GM had scheduled an official announcement on the site for early this week. But even last week, townspeople in this farming hamlet south of Nashville (population: 1,200) were proceeding on the assumption that theirs would be the chosen location.

Maury County, in which Spring Hill is located, has an unemployment rate slightly higher than the national average, and observers here say young people have tended to leave after graduating from school. The new factory will vastly boost economic development and employment in the region, but most of the actual on-site Saturn workers are likely to be relocated from the Detroit area.

``If we don't get a shot at those jobs, we should get a shot at the satellite plants that will surely spring up,'' says Joan Jackson, manager of First Farmers and Merchants National Bank, Spring Hill Branch. ``Anybody that has a business here has to be thrilled.''

The plant will be only 30 miles from Nissan Motor Company's American production facility at Smyrna, Tenn.

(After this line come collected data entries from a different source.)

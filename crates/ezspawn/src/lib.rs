// SPDX-License-Identifier: BUSL-1.1
// Copyright (c) 2026 Alfred Jean LLC

// Allow panic!/unwrap/expect in test code
#![cfg_attr(test, allow(clippy::panic))]
#![cfg_attr(test, allow(clippy::unwrap_used))]
#![cfg_attr(test, allow(clippy::expect_used))]

//! ezspawn: spawn a program, buffer its output, classify how it exited.
//!
//! ```no_run
//! use ezspawn::params;
//!
//! # fn main() -> Result<(), ezspawn::SpawnError> {
//! let process = ezspawn::sync("git commit -am \"fix typo\"")?;
//! println!("{}", process.stdout);
//!
//! let process = ezspawn::sync(params!["ls", ["-l", "-a"]])?;
//! assert_eq!(process.args, ["-l", "-a"]);
//! # Ok(())
//! # }
//! ```

pub mod macros;

pub mod concat;
pub mod env;
pub mod error;
pub mod normalize;
pub mod options;
pub mod output;
pub mod platform;
pub mod process;
pub mod run;
pub mod tokenize;

pub use concat::concat;
pub use error::{NormalizeError, NormalizeErrorKind, ProcessError, SpawnError};
pub use normalize::{normalize, Invocation, InvocationSpec, Param, Shape};
pub use options::{Encoding, Input, Shell, SpawnOptions, Stdio, StdioConfig};
pub use output::Output;
#[cfg(any(test, feature = "test-support"))]
pub use platform::{FakeSpawner, SpawnCall};
pub use platform::{LaunchError, RawOutput, SpawnEvent, SpawnHandle, Spawner, SystemSpawner};
pub use process::Process;
pub use run::{run, run_with_callback, sync, Runner};
// SPDX-License-Identifier: BUSL-1.1
// Copyright (c) 2026 Alfred Jean LLC

//! Whitespace splitting that respects quotes.
//!
//! This is not a shell lexer: there is no escaping, no
//! expansion, and quotes inside a word are kept as written. The only
//! quote removal is for a word that is one quoted span from end to end,
//! so `"bin/spaces in name"` names a file while `--bar="baz"` reaches the
//! program unchanged.

/// Track quote state while scanning.
#[derive(Default)]
struct QuoteState {
    open: Option<char>,
}

impl QuoteState {
    /// Process a character, updating quote state.
    /// Returns true if the character is inside (or delimits) a quoted span.
    fn process(&mut self, ch: char) -> bool {
        match self.open {
            Some(q) if ch == q => {
                self.open = None;
                true
            }
            Some(_) => true,
            None if ch == '"' || ch == '\'' => {
                self.open = Some(ch);
                true
            }
            None => false,
        }
    }
}

/// Split `input` into words.
pub fn split(input: &str) -> Vec<String> {
    let mut words = Vec::new();
    let mut current = String::new();
    let mut in_word = false;
    let mut quotes = QuoteState::default();

    for ch in input.chars() {
        let quoted = quotes.process(ch);
        if !quoted && ch.is_whitespace() {
            if in_word {
                words.push(unwrap_quotes(std::mem::take(&mut current)));
                in_word = false;
            }
            continue;
        }
        current.push(ch);
        in_word = true;
    }
    if in_word {
        words.push(unwrap_quotes(current));
    }
    words
}

/// Strip the enclosing quotes of a word that is a single quoted span.
fn unwrap_quotes(word: String) -> String {
    let mut chars = word.chars();
    let (Some(first), Some(last)) = (chars.next(), chars.next_back()) else {
        return word;
    };
    if (first != '"' && first != '\'') || first != last {
        return word;
    }
    let inner = &word[1..word.len() - 1];
    // `"a" "b"` glued as `"a""b"` is two spans, not one
    if inner.contains(first) {
        return word;
    }
    inner.to_string()
}

#[cfg(test)]
#[path = "tokenize_tests.rs"]
mod tests;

The Nissan plant is nonunion and has been touted as an example of Japanese industrial know-how and American labor cooperation.

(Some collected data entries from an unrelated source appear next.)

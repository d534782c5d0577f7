// SPDX-License-Identifier: BUSL-1.1
// Copyright (c) 2026 Alfred Jean LLC

//! Runners: normalize, spawn, collect into a [`Process`].
//!
//! [`sync`] blocks and raises a [`ProcessError`](crate::ProcessError) for
//! a non-zero exit. [`run`] resolves with the record in every case where
//! the parameters were valid; call [`Process::check`] to get the blocking
//! runner's failure policy.

mod async_run;
mod sync;

use std::time::Instant;

use crate::error::SpawnError;
use crate::normalize::{Invocation, InvocationSpec};
use crate::platform::{Spawner, SystemSpawner};
use crate::process::Process;

/// Runs invocations through a [`Spawner`].
#[derive(Debug, Clone, Default)]
pub struct Runner<S = SystemSpawner> {
    spawner: S,
}

impl Runner<SystemSpawner> {
    pub fn new() -> Self {
        Self { spawner: SystemSpawner }
    }
}

impl<S: Spawner> Runner<S> {
    pub fn with_spawner(spawner: S) -> Self {
        Self { spawner }
    }

    pub fn spawner(&self) -> &S {
        &self.spawner
    }

    /// Spawn and block until the child exits.
    pub fn sync(&self, spec: impl Into<InvocationSpec>) -> Result<Process, SpawnError> {
        sync::execute(&self.spawner, spec.into())
    }

    /// Spawn without blocking and resolve once the child is done.
    pub async fn run(&self, spec: impl Into<InvocationSpec>) -> Result<Process, SpawnError> {
        async_run::execute(&self.spawner, spec.into()).await
    }

    /// Callback form of [`Runner::run`].
    ///
    /// The work runs on a task of the current tokio runtime and `callback`
    /// is invoked exactly once with its result. Outside a runtime nothing
    /// is spawned and `callback` receives [`SpawnError::NoRuntime`] on the
    /// calling thread.
    pub fn run_with_callback<F>(&self, spec: impl Into<InvocationSpec>, callback: F)
    where
        F: FnOnce(Result<Process, SpawnError>) + Send + 'static,
    {
        let runtime = match tokio::runtime::Handle::try_current() {
            Ok(runtime) => runtime,
            Err(e) => {
                tracing::warn!(error = %e, "run_with_callback outside a tokio runtime");
                callback(Err(SpawnError::NoRuntime { message: e.to_string() }));
                return;
            }
        };
        let spawner = self.spawner.clone();
        let spec = spec.into();
        runtime.spawn(async move {
            callback(async_run::execute(&spawner, spec).await);
        });
    }
}

/// Spawn with the system spawner and block until the child exits.
pub fn sync(spec: impl Into<InvocationSpec>) -> Result<Process, SpawnError> {
    Runner::new().sync(spec)
}

/// Spawn with the system spawner without blocking.
pub async fn run(spec: impl Into<InvocationSpec>) -> Result<Process, SpawnError> {
    Runner::new().run(spec).await
}

/// Callback form of [`run`]. See [`Runner::run_with_callback`].
pub fn run_with_callback<F>(spec: impl Into<InvocationSpec>, callback: F)
where
    F: FnOnce(Result<Process, SpawnError>) + Send + 'static,
{
    Runner::new().run_with_callback(spec, callback)
}

// ---------------------------------------------------------------------------
// Tracing
// ---------------------------------------------------------------------------

fn spawn_span(invocation: &Invocation) -> tracing::Span {
    tracing::info_span!(
        "ezspawn.spawn",
        cmd = %invocation.command,
        args = ?invocation.args,
        pid = tracing::field::Empty,
        exit_code = tracing::field::Empty,
        duration_ms = tracing::field::Empty,
    )
}

fn record_outcome(span: &tracing::Span, process: &Process, start: Instant) {
    if let Some(pid) = process.pid {
        span.record("pid", pid);
    }
    if let Some(code) = process.exit_code {
        span.record("exit_code", code);
    }
    span.record("duration_ms", start.elapsed().as_millis() as u64);

    if let Some(error) = &process.error {
        tracing::warn!(parent: span, error = %error, "spawn failed");
    } else if let Some(signal) = &process.signal {
        tracing::info!(parent: span, %signal, "terminated by signal");
    }
}

#[cfg(test)]
#[path = "tests/mod.rs"]
mod tests;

Last week GM hammered out an innovative labor-management agreement with the United Automobile Workers that calls for a high degree of union flexibility and a role for workers in the Saturn factory decisionmaking.

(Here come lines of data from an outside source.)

// SPDX-License-Identifier: BUSL-1.1
// Copyright (c) 2026 Alfred Jean LLC

use super::*;
use crate::params;
use crate::platform::{FakeSpawner, LaunchError, RawOutput, SpawnEvent};
use crate::{Encoding, Output, SpawnOptions};
use serde_json::json;


fn runner() -> (Runner<FakeSpawner>, FakeSpawner) {
    let fake = FakeSpawner::new();
    (Runner::with_spawner(fake.clone()), fake)
}

fn not_found(command: &str) -> LaunchError {
    LaunchError::new(command, &std::io::Error::from(std::io::ErrorKind::NotFound))
}

fn out(s: &str) -> SpawnEvent {
    SpawnEvent::Stdout(s.as_bytes().to_vec())
}

fn err(s: &str) -> SpawnEvent {
    SpawnEvent::Stderr(s.as_bytes().to_vec())
}

fn exit(code: i32) -> SpawnEvent {
    SpawnEvent::Exit { code: Some(code), signal: None }
}

// ---------------------------------------------------------------------------
// Blocking runner
// ---------------------------------------------------------------------------

#[test]
fn sync_invalid_params_never_spawn() {
    let (runner, fake) = runner();

    let error = runner.sync(params![]).unwrap_err();
    assert_eq!(error.to_string(), "The command to execute is missing.");
    let error = runner.sync(params![json!({}), "args"]).unwrap_err();
    assert_eq!(error.to_string(), "The command to execute should be a string, not an Object.");
    assert!(matches!(error, SpawnError::Normalize(_)));

    assert!(fake.calls().is_empty());
}

#[test]
fn sync_records_the_call() {
    let (runner, fake) = runner();
    fake.push_raw(RawOutput {
        pid: Some(99),
        stdout: b"Argument #1: --foo\n".to_vec(),
        status: Some(0),
        ..RawOutput::default()
    });

    let process = runner.sync("echo-args --foo").unwrap();
    assert_eq!(process.pid, Some(99));
    assert_eq!(process.stdout, "Argument #1: --foo\n");
    assert_eq!(process.stderr, "");
    assert_eq!(process.output, "Argument #1: --foo\n");

    let calls = fake.calls();
    assert_eq!(calls.len(), 1);
    assert_eq!(calls[0].command, "echo-args");
    assert_eq!(calls[0].args, ["--foo"]);
    assert!(calls[0].blocking);
}

#[test]
fn sync_nonzero_exit_fails_with_stderr() {
    let (runner, fake) = runner();
    fake.push_raw(RawOutput {
        pid: Some(5),
        stderr: b"Onoes!!!\n".to_vec(),
        status: Some(1),
        ..RawOutput::default()
    });

    let error = runner.sync(params!["exit-code", ["1", "Onoes!!!"]]).unwrap_err();
    assert_eq!(error.to_string(), "exit-code 1 Onoes!!! exited with a status of 1.\n\nOnoes!!!");
    let process = error.process().unwrap();
    assert_eq!(process.exit_code, Some(1));
    assert_eq!(process.stderr, "Onoes!!!\n");
}

#[test]
fn sync_launch_error_is_returned_on_the_record() {
    let (runner, fake) = runner();
    fake.push_raw(RawOutput::launch_failure(not_found("nope")));

    let process = runner.sync("nope").unwrap();
    assert_eq!(process.pid, None);
    assert_eq!(process.exit_code, None);
    assert_eq!(process.error.map(|e| e.kind), Some(std::io::ErrorKind::NotFound));
}

#[test]
fn sync_signal_death_is_not_a_failure() {
    let (runner, fake) = runner();
    fake.push_raw(RawOutput {
        pid: Some(5),
        signal: Some("SIGTERM".into()),
        ..RawOutput::default()
    });

    let process = runner.sync("sleep 10").unwrap();
    assert_eq!(process.exit_code, None);
    assert_eq!(process.signal.as_deref(), Some("SIGTERM"));
}

#[test]
fn sync_passes_options_through() {
    let (runner, fake) = runner();
    runner
        .sync(params!["echo-args", json!({ "cwd": "/tmp", "detached": true })])
        .unwrap();

    let options = &fake.calls()[0].options;
    assert_eq!(options.cwd.as_deref(), Some(std::path::Path::new("/tmp")));
    assert_eq!(options.extra.get("detached"), Some(&json!(true)));
}

#[test]
fn sync_buffer_encoding_keeps_bytes() {
    let (runner, fake) = runner();
    fake.push_raw(RawOutput {
        pid: Some(1),
        stdout: vec![0, 255],
        stderr: vec![1],
        status: Some(0),
        ..RawOutput::default()
    });

    let process = runner
        .sync(params!["cat", SpawnOptions::new().encoding(Encoding::Buffer)])
        .unwrap();
    assert_eq!(process.stdout, vec![0u8, 255]);
    assert_eq!(process.output, vec![0u8, 255, 1]);
}

// ---------------------------------------------------------------------------
// Async runner
// ---------------------------------------------------------------------------

#[tokio::test]
async fn run_invalid_params_never_spawn() {
    let (runner, fake) = runner();

    let error = runner.run(params!["echo-args", ["--foo", "--bar"], json!({ "timeout": "x" })]).await;
    assert!(matches!(error, Err(SpawnError::Normalize(_))));
    let error = runner.run("").await.unwrap_err();
    assert_eq!(error.to_string(), "The command to execute is missing.");

    assert!(fake.calls().is_empty());
}

#[tokio::test]
async fn run_interleaves_output_in_arrival_order() {
    let (runner, fake) = runner();
    fake.push_events(Some(7), vec![out("a"), err("b"), out("c"), exit(0)]);

    let process = runner.run("prog").await.unwrap();
    assert_eq!(process.pid, Some(7));
    assert_eq!(process.stdout, "ac");
    assert_eq!(process.stderr, "b");
    assert_eq!(process.output, "abc");
    assert_eq!(process.exit_code, Some(0));
    assert!(!fake.calls()[0].blocking);
}

#[tokio::test]
async fn run_resolves_on_nonzero_exit() {
    let (runner, fake) = runner();
    fake.push_events(Some(7), vec![err("Onoes!!!\n"), exit(1)]);

    let process = runner.run("exit-code 1").await.unwrap();
    assert_eq!(process.exit_code, Some(1));

    let error = process.check().unwrap_err();
    assert_eq!(error.message(), "exit-code 1 exited with a status of 1.\n\nOnoes!!!");
}

#[tokio::test]
async fn run_launch_error_finalizes() {
    let (runner, fake) = runner();
    fake.push_events(None, vec![SpawnEvent::Error(not_found("nope"))]);

    let process = runner.run("nope --x").await.unwrap();
    assert_eq!(process.args, ["--x"]);
    assert!(process.error.is_some());
    assert_eq!(process.exit_code, None);
    assert_eq!(process.output, "");
}

#[tokio::test]
async fn run_ignores_events_after_exit() {
    let (runner, fake) = runner();
    fake.push_events(Some(1), vec![out("x"), exit(0), out("late")]);

    let process = runner.run("prog").await.unwrap();
    assert_eq!(process.stdout, "x");
}

#[tokio::test]
async fn run_closed_channel_finalizes_as_is() {
    let (runner, fake) = runner();
    fake.push_events(Some(1), vec![out("partial")]);

    let process = runner.run("prog").await.unwrap();
    assert_eq!(process.stdout, "partial");
    assert_eq!(process.exit_code, None);
    assert_eq!(process.error, None);
}

#[tokio::test]
async fn run_joins_utf8_split_across_chunks() {
    let (runner, fake) = runner();
    let bytes = "é€".as_bytes();
    fake.push_events(
        Some(1),
        vec![
            SpawnEvent::Stdout(bytes[..1].to_vec()),
            SpawnEvent::Stdout(bytes[1..3].to_vec()),
            SpawnEvent::Stdout(bytes[3..].to_vec()),
            exit(0),
        ],
    );

    let process = runner.run("prog").await.unwrap();
    assert_eq!(process.stdout, "é€");
}

#[tokio::test]
async fn run_buffer_encoding_yields_bytes() {
    let (runner, fake) = runner();
    fake.push_events(
        Some(1),
        vec![SpawnEvent::Stdout(vec![0xff]), SpawnEvent::Stderr(vec![0x00]), exit(0)],
    );

    let process = runner
        .run(params!["prog", json!({ "encoding": "buffer" })])
        .await
        .unwrap();
    assert_eq!(process.stdout, Output::Bytes(vec![0xff]));
    assert_eq!(process.stderr, Output::Bytes(vec![0x00]));
    assert_eq!(process.output, Output::Bytes(vec![0xff, 0x00]));
}

#[tokio::test]
async fn run_without_output_has_empty_streams() {
    let (runner, _fake) = runner();

    let process = runner.run(params!["prog", Vec::<String>::new()]).await.unwrap();
    assert!(process.args.is_empty());
    assert_eq!(process.stdout, "");
    assert_eq!(process.stderr, "");
    assert_eq!(process.output, "");
    assert!(process.is_success());
}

The UAW's accession to the pact indicates willingness on labor's part to do what it can to keep the US auto industry competitive with the Japanese. (Since the Spring Hill plant will be unionized, the UAW may also win a base from which to organize the nearby Nissan workers.)

Some 6,000 auto workers, most of them drawn from the rolls of GM's 400,000 current workers and the thousands who have been laid off in recent years, will be employed at the Saturn plant.

The first Saturn cars are expected to hit the market by 1989.

Dozens of states courted GM, hoping to win the factory, jobs, and inevitable economic boom that would go with Saturn. But it appears that Tennessee -- a ``right-to-work'' state with a stable economy in the heart of the South -- has won.

``We're old-time Southern country people; I don't blame them for wanting to come south,'' says Ms. Jackson, the bank manager. ``We need new industry. It would be great if some of the work force would come from here.''

The Saturn subsidiary's headquarters, which alone will cost about $1.5 billion, will be located in the Detroit suburb of Troy, GM officials say.

``I don't see a substantial movement away from Michigan in the foreseeable future,'' Richard Block, director of Michigan State University's school of labor and industrial relations, told the Monitor. ``Most of their investment -- their quieter investment -- is where they are'' already.

``By moving it there [Spring Hill], you will not run into so much friction from people saying, `That's not the way we did it before,' '' says Thomas E. Lent, automotive analyst with Prudential-Bache Securities.

``They may feel they need an entirely new work force,'' agrees Thomas O'Grady, senior director at Chase Econometrics automotive service.

In the long run, however, the plant's relative seclusion may make it more difficult for Saturn's labor practices to spread to other plants, Mr. O'Grady adds. ``If it's down there, I'm not sure there'll be that much of an impact.''

Spring Hill has been swarming with reporters, real-estate speculators, and lawyers since rumors began last week.

Mayor George C. Jones, who is a homebuilder and owns a building-supply store, says farmland had been selling for $1,500 to $2,000 an acre and is now considered worth $5,000 to $10,000 an acre: ``It's like a windstorm blew through here and blew everybody's deeds away and, they wrote new ones with new names on them.''

Spring Hill's schools, police force, water and electric supplies will have to be adjusted. Six-thousand families means 18,000 people added to what Ms. Jackson calls a ``little two-red-light town.''

The Saturn facility is expected to consume 5 million gallons of water a day, which will mean expediting completion of the $240 million Columbia Dam on Duck River. The dam has been stalled since 1983 due to environmental concerns.

Paul H. Williams, chief of a two-man police force, say area residents ``are almost 100 percent in favor of the plant,'' but ``we've got a few people that don't want any of it. People are used to a small town.''

Ms. Jackson, who grew up in Spring Hill (she now lives in Columbia, 10 miles away), said her father told her he was ``not so gung-ho'' about the plant. She pointed out that it would raise property values, but he replied, ``What do I care? I'm not going to move.''

Chicago correspondent Laurent Belsie contributed to this report.